Just less than 14-million of the country’s citizens lack access to sanitation and about 200 000 households are reliant on the bucket system. As more demands are placed on national water resources, it appears increasingly unlikely that homes without sanitation will be able to receive the popular flush toilet — hence the search for solutions elsewhere.
“It is only in the past couple of years that the government listed dry sanitation solutions as an acceptable form of sanitation [and] that various government departments have started to entertain the use of waterless toilets as acceptable sanitation systems,” said Alfie Heeger, director of corporate affairs at African Sanitation, a local firm that sells composting toilets.

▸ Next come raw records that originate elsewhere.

// Quality audit: independent of the change branch, partitioned by ISO week.

use chrono::Utc;
use serde_json::{Map, Value};
use tracing::{info, warn};

use crate::error::StageError;
use crate::normalize::NormalizedResult;
use crate::prompt::{json_block, respond_with_json};
use crate::scan::ScanSummary;
use crate::store::AuditArchive;
use crate::types::{AuditReport, AuditWindow, IssueCategory, LineRange, QualityIssue, Severity};

use super::fields::{root_object, text};
use super::{Provenance, Stage, StageId, StageReport, raw_text};

const SCHEMA: &str = r#"{
  "issues": [
    {
      "severity": "low | medium | high | critical",
      "category": "tech_debt | security | performance | consistency",
      "file_path": "relative/path",
      "line_range": [10, 24],
      "description": "what is wrong",
      "suggested_fix": "how to fix it"
    }
  ],
  "narrative": "overall findings"
}"#;

#[derive(Debug, Clone)]
pub struct AuditInput {
    pub window: AuditWindow,
    pub scan: ScanSummary,
}

#[derive(Debug, Clone)]
pub struct AuditStage {
    archive: AuditArchive,
    max_files_in_prompt: usize,
}

impl AuditStage {
    pub fn new(archive: AuditArchive, max_files_in_prompt: usize) -> Self {
        Self {
            archive,
            max_files_in_prompt,
        }
    }

    fn empty_report(input: &AuditInput) -> AuditReport {
        AuditReport {
            window: input.window,
            generated_at: Utc::now(),
            files_analyzed: input.scan.files.len(),
            total_lines: usize::try_from(input.scan.total_lines).unwrap_or(usize::MAX),
            issues: Vec::new(),
            narrative: String::new(),
        }
    }
}

#[derive(Default)]
struct IssueDefaults {
    skipped: usize,
    severity: usize,
    category: usize,
}

/// `[start, end]`, `{"start":..,"end":..}` or `"start-end"`.
fn parse_line_range(value: &Value) -> Option<LineRange> {
    let as_u32 = |v: &Value| v.as_u64().and_then(|n| u32::try_from(n).ok());
    let (start, end) = match value {
        Value::Array(items) if items.len() == 2 => (as_u32(&items[0])?, as_u32(&items[1])?),
        Value::Object(obj) => (as_u32(obj.get("start")?)?, as_u32(obj.get("end")?)?),
        Value::String(s) => {
            let (a, b) = s.split_once('-')?;
            (a.trim().parse().ok()?, b.trim().parse().ok()?)
        }
        _ => return None,
    };
    (start <= end).then_some(LineRange { start, end })
}

fn map_issue(obj: &Map<String, Value>, defaults: &mut IssueDefaults) -> Option<QualityIssue> {
    let Some(description) = text(obj, "description") else {
        defaults.skipped += 1;
        return None;
    };
    let severity = text(obj, "severity")
        .and_then(|s| Severity::parse(&s))
        .unwrap_or_else(|| {
            defaults.severity += 1;
            Severity::Low
        });
    let category = text(obj, "category")
        .and_then(|s| IssueCategory::parse(&s))
        .unwrap_or_else(|| {
            defaults.category += 1;
            IssueCategory::TechDebt
        });

    Some(QualityIssue {
        severity,
        category,
        file_path: text(obj, "file_path").unwrap_or_default(),
        line_range: obj.get("line_range").and_then(parse_line_range),
        description,
        suggested_fix: text(obj, "suggested_fix"),
    })
}

#[async_trait::async_trait]
impl Stage for AuditStage {
    type Input = AuditInput;
    type Output = AuditReport;

    fn id(&self) -> StageId {
        StageId::QualityAudit
    }

    fn short_circuit(&self, input: &AuditInput) -> Option<AuditReport> {
        input.scan.is_empty().then(|| {
            warn!("No source files found for the quality audit; check audit.include_patterns");
            Self::empty_report(input)
        })
    }

    fn render_prompt(&self, input: &AuditInput) -> String {
        let scan = &input.scan;
        let listed: Vec<String> = scan
            .files
            .iter()
            .take(self.max_files_in_prompt)
            .map(|f| format!("{} ({} lines)", f.path, f.lines))
            .collect();
        let omitted = scan.files.len().saturating_sub(listed.len());
        let more = if omitted > 0 {
            format!("... and {omitted} more\n")
        } else {
            String::new()
        };
        format!(
            "## Task: quality_audit\n\n\
             Perform a code quality audit of the repository in the working directory \
             for week {week}.\n\n\
             Files: {files}, lines: {lines} ({comments} comment, {blank} blank)\n\
             Languages: {languages}\n\n\
             Source files:\n{list}\n{more}\n\
             Look for:\n\
             1. Technical debt accumulation\n\
             2. Inconsistent patterns across modules\n\
             3. Security vulnerability patterns\n\
             4. Performance bottlenecks\n\
             5. Missing abstractions or over-engineering\n\
             6. Test coverage gaps\n\n{schema}",
            week = input.window,
            files = scan.files.len(),
            lines = scan.total_lines,
            comments = scan.comment_lines,
            blank = scan.blank_lines,
            languages = json_block(&scan.languages),
            list = listed.join("\n"),
            schema = respond_with_json(SCHEMA),
        )
    }

    fn map_structured(
        &self,
        value: Value,
        input: &AuditInput,
        warnings: &mut Vec<String>,
    ) -> AuditReport {
        // A bare array is taken as the issue list itself.
        let (raw_issues, narrative) = match value {
            Value::Array(items) => (items, None),
            other => {
                let mut obj = root_object(other, warnings);
                let narrative = text(&obj, "narrative");
                let issues = match obj.remove("issues") {
                    Some(Value::Array(items)) => items,
                    _ => {
                        warnings.push("issues: missing or not a list; defaulted to []".into());
                        Vec::new()
                    }
                };
                (issues, narrative)
            }
        };

        let mut defaults = IssueDefaults::default();
        let issues: Vec<QualityIssue> = raw_issues
            .iter()
            .filter_map(|raw| match raw.as_object() {
                Some(obj) => map_issue(obj, &mut defaults),
                None => {
                    defaults.skipped += 1;
                    None
                }
            })
            .collect();
        for (n, what) in [
            (defaults.skipped, "no description; skipped"),
            (defaults.severity, "severity missing or unrecognized; defaulted to low"),
            (defaults.category, "category missing or unrecognized; defaulted to tech_debt"),
        ] {
            if n > 0 {
                warnings.push(format!("{n} issue(s): {what}"));
            }
        }

        AuditReport {
            issues,
            narrative: narrative.unwrap_or_default(),
            ..Self::empty_report(input)
        }
    }

    fn degraded(&self, input: &AuditInput, result: &NormalizedResult) -> AuditReport {
        AuditReport {
            narrative: raw_text(result),
            ..Self::empty_report(input)
        }
    }

    async fn commit(
        &self,
        output: AuditReport,
        provenance: Provenance,
        report: &mut StageReport,
    ) -> Result<AuditReport, StageError> {
        report.set_detail("window", output.window.key());
        report.set_detail("issues", output.issues.len());
        if provenance == Provenance::ShortCircuit {
            return Ok(output);
        }
        let path = self
            .archive
            .save(&output)
            .map_err(|e| StageError::Persist(e.to_string()))?;
        info!(
            window = %output.window,
            issues = output.issues.len(),
            critical = output.count_at_least(Severity::Critical),
            "Audit archived"
        );
        report.set_detail("archive", path.display().to_string());
        Ok(output)
    }
}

But, critics ask, why is it that the poor account for the vast majority of people getting waterless toilets? In a water-scarce country like South Africa, shouldn’t these ecologically friendly toilets also be installed in upmarket homes?
There have been reports of communities rejecting waterless toilets because they want flush toilets.
“Across the country, when we talk about sanitation, people want to know why they should have VIP [Ventilation Improved Pit] toilets, low-flush or [composting] systems when the rich suburbs have always had those nice, clean flush toilets,” said Deputy Science and Technology Minister Derek Hanekom at an ecological sanitation conference in Durban last year.
He said that without the support of communities, there was little hope of making the transition to waterless toilets, a view echoed by Heeger.
“The current mindset in South Africa is that everyone wants flush toilet systems,” he said. “However, with fresh water supplies depleting [and] the effect of global warming, the cost of installing and maintaining flush water systems will soon prompt the so-called rich to move towards waterless eco-friendly systems. These trends are being found in countries such as Canada already.”
Composting toilets have proved popular in Sweden too, Heeger said.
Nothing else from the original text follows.